En ese sistema económico gana el empresario, el empleado y el propio Estado (pago de impuestos, buen empleo y fluido movimiento comercial). El único que pierde es el consumidor, quien es directamente estafado pues debe comprar el mismo producto varias veces, sin que el empresario sea claro en las especificaciones de la transacción y tampoco transparente en torno a la real calidad de su producto. Además, el empresario y sus productos no reciben ningún tipo de sanción, ni siquiera condena moral, por esta situación.
Esa lógica comercial está tan enraizada en la cultura consumista del mundo moderno que ya ni siquiera nos espanta.
En los aparatos tecnológicos es donde más se vive esta realidad. Un celular pierde vigencia en menos de un año. La videocasetera -lujo de lujos en otras épocas- tiene actualmente el mismo valor que un pisapapel. Las PC eran sacrosantas máquinas, hasta que nos inventaron las notebooks, con menos poder que las PC, pero mucho más chic. Y unos años después nos hicieron creer que lo más cool eran la netbooks, que simplemente son unas notebooks con mucha menos capacidad.

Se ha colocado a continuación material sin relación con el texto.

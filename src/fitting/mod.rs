//! Fit models, fit results and the fit engine seam.
//!
//! The finesse derivation only reads named quantities out of a [`FitResult`]. The
//! engine that produced them is a black box behind [`FitEngine`];
//! [`estimator::LorentzianEstimator`] is the reference implementation used by the CLI
//! and the integration tests.

pub mod estimator;

use async_trait::async_trait;
use serde::{Deserialize, Serialize};
use std::collections::BTreeMap;
use std::fmt;
use std::str::FromStr;

use crate::error::{AppResult, DaqError};

pub use estimator::LorentzianEstimator;

/// Evenly spaced values from `start` to `stop` inclusive.
pub fn linspace(start: f64, stop: f64, n: usize) -> Vec<f64> {
    match n {
        0 => Vec::new(),
        1 => vec![start],
        _ => {
            let step = (stop - start) / (n - 1) as f64;
            let mut values: Vec<f64> = (0..n).map(|i| start + step * i as f64).collect();
            values[n - 1] = stop;
            values
        }
    }
}

/// Lorentzian line of full width `fwhm` and peak height `amplitude` centred at `center`.
pub fn lorentzian(x: f64, center: f64, fwhm: f64, amplitude: f64) -> f64 {
    let half = fwhm / 2.0;
    amplitude * half * half / ((x - center).powi(2) + half * half)
}

/// Line shape selected for a fit
#[derive(Debug, Clone, Copy, PartialEq, Eq, Hash, Serialize, Deserialize)]
pub enum FitModel {
    /// Do not fit
    NoFit,
    /// Single line
    LorentzianPeak,
    /// Two lines, finesse from their spacing
    TwoLorentzianPeaks,
    /// Three independent lines
    ThreeLorentzianPeaks,
    /// Carrier with two EOM sidebands
    PeakWithSidebands,
    /// First pass of the unequal sidebands calibration
    SidebandsStep1,
    /// Second pass, single peak at the second wavelength
    SidebandsStep2,
}

impl FitModel {
    /// Every model, in the order offered to the operator
    pub const ALL: [FitModel; 7] = [
        FitModel::NoFit,
        FitModel::LorentzianPeak,
        FitModel::TwoLorentzianPeaks,
        FitModel::ThreeLorentzianPeaks,
        FitModel::PeakWithSidebands,
        FitModel::SidebandsStep1,
        FitModel::SidebandsStep2,
    ];

    /// Display name, also accepted by [`FromStr`]
    pub fn name(self) -> &'static str {
        match self {
            FitModel::NoFit => "No Fit",
            FitModel::LorentzianPeak => "Lorentzian peak",
            FitModel::TwoLorentzianPeaks => "Two Lorentzian peaks",
            FitModel::ThreeLorentzianPeaks => "Three Lorentzian peaks",
            FitModel::PeakWithSidebands => "Lorentzian peak with sidebands",
            FitModel::SidebandsStep1 => "unmatching sidbands step1",
            FitModel::SidebandsStep2 => "unmatching sidbands step2",
        }
    }

    /// Number of Lorentzian lines in the model
    pub fn peak_count(self) -> usize {
        match self {
            FitModel::NoFit => 0,
            FitModel::LorentzianPeak | FitModel::SidebandsStep2 => 1,
            FitModel::TwoLorentzianPeaks => 2,
            FitModel::ThreeLorentzianPeaks
            | FitModel::PeakWithSidebands
            | FitModel::SidebandsStep1 => 3,
        }
    }

    /// Result fields a fit with this model produces
    pub fn result_fields(self) -> Vec<String> {
        let n = self.peak_count();
        let mut fields = Vec::new();
        match n {
            0 => return fields,
            1 => fields.extend(["Position", "Amplitude", "FWHM"].map(String::from)),
            _ => {
                for i in 0..n {
                    fields.push(format!("Position {i}"));
                    fields.push(format!("Amplitude {i}"));
                    fields.push(format!("FWHM {i}"));
                }
                if n == 2 {
                    fields.push("Splitting".to_string());
                } else {
                    fields.push("Splitting left".to_string());
                    fields.push("Splitting right".to_string());
                }
            }
        }
        fields.push("Offset".to_string());
        fields.push("chi_sqr".to_string());
        fields
    }
}

impl fmt::Display for FitModel {
    fn fmt(&self, f: &mut fmt::Formatter<'_>) -> fmt::Result {
        f.write_str(self.name())
    }
}

impl FromStr for FitModel {
    type Err = DaqError;

    fn from_str(s: &str) -> Result<Self, Self::Err> {
        FitModel::ALL
            .into_iter()
            .find(|model| model.name() == s)
            .ok_or_else(|| DaqError::UnknownFitModel(s.to_string()))
    }
}

/// A fitted quantity and its standard error
#[derive(Debug, Clone, Copy, PartialEq, Serialize, Deserialize)]
pub struct FitParameter {
    /// Best-fit value
    pub value: f64,
    /// Standard error
    pub error: f64,
}

impl FitParameter {
    /// Parameter from value and error
    pub fn new(value: f64, error: f64) -> Self {
        Self { value, error }
    }
}

/// Named fit quantities
#[derive(Debug, Clone, Default, PartialEq, Serialize, Deserialize)]
pub struct FitResult {
    params: BTreeMap<String, FitParameter>,
}

impl FitResult {
    /// Empty result
    pub fn new() -> Self {
        Self::default()
    }

    /// Builder-style insert
    pub fn with(mut self, name: impl Into<String>, value: f64, error: f64) -> Self {
        self.insert(name, FitParameter::new(value, error));
        self
    }

    /// Add or replace a quantity
    pub fn insert(&mut self, name: impl Into<String>, param: FitParameter) {
        self.params.insert(name.into(), param);
    }

    /// Look up a quantity; absence is an error, never a zero
    pub fn get(&self, name: &str) -> AppResult<FitParameter> {
        self.params
            .get(name)
            .copied()
            .ok_or_else(|| DaqError::MissingFitField(name.to_string()))
    }

    /// Shorthand for `get(name)?.value`
    pub fn value(&self, name: &str) -> AppResult<f64> {
        self.get(name).map(|p| p.value)
    }

    /// Whether `name` was fitted
    pub fn contains(&self, name: &str) -> bool {
        self.params.contains_key(name)
    }

    /// No quantities at all
    pub fn is_empty(&self) -> bool {
        self.params.is_empty()
    }

    /// Quantities in name order
    pub fn iter(&self) -> impl Iterator<Item = (&str, &FitParameter)> {
        self.params.iter().map(|(k, v)| (k.as_str(), v))
    }

    /// One `name: value ± error` line per quantity
    pub fn formatted(&self) -> String {
        self.params
            .iter()
            .map(|(name, p)| format!("{name}: {:.6e} ± {:.2e}", p.value, p.error))
            .collect::<Vec<_>>()
            .join("\n")
    }
}

/// What a fit engine hands back: the fitted curve and the quantities, if it converged
#[derive(Debug, Clone, Default, PartialEq)]
pub struct FitOutput {
    /// Abscissa of the fitted curve
    pub fit_x: Vec<f64>,
    /// Fitted curve
    pub fit_y: Vec<f64>,
    /// Fitted quantities; `None` when the fit did not converge
    pub result: Option<FitResult>,
}

/// Curve-fitting collaborator
///
/// # Contract
/// - `x` and `y` have equal length (checked by the caller)
/// - a fit that does not converge returns `Ok` with `result: None`
/// - `Err` is reserved for engine faults
#[async_trait]
pub trait FitEngine: Send + Sync {
    async fn fit(&self, model: FitModel, x: &[f64], y: &[f64]) -> anyhow::Result<FitOutput>;
}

Los CD son otro caso ejemplar. Surgieron como la gran verdad sonora. Tuvimos que esconder el viejo tocadiscos por vergüenza y ahora nos vienen con el cuento de que los discos de vinilo suenan mejor que los CD. En ese ínterin apenas terminamos de pagar el crédito del nuevo equipo de sonido, que por cierto ahora de poco nos sirve porque no tiene entrada para pendrive.
El cartel Phoebus desapareció unos diez años después de su secreto nacimiento, pero la idea que germinó allí -tan brillante como maléfica- quedó para la posteridad y para el sufrimiento de nuestros castigados bolsillos.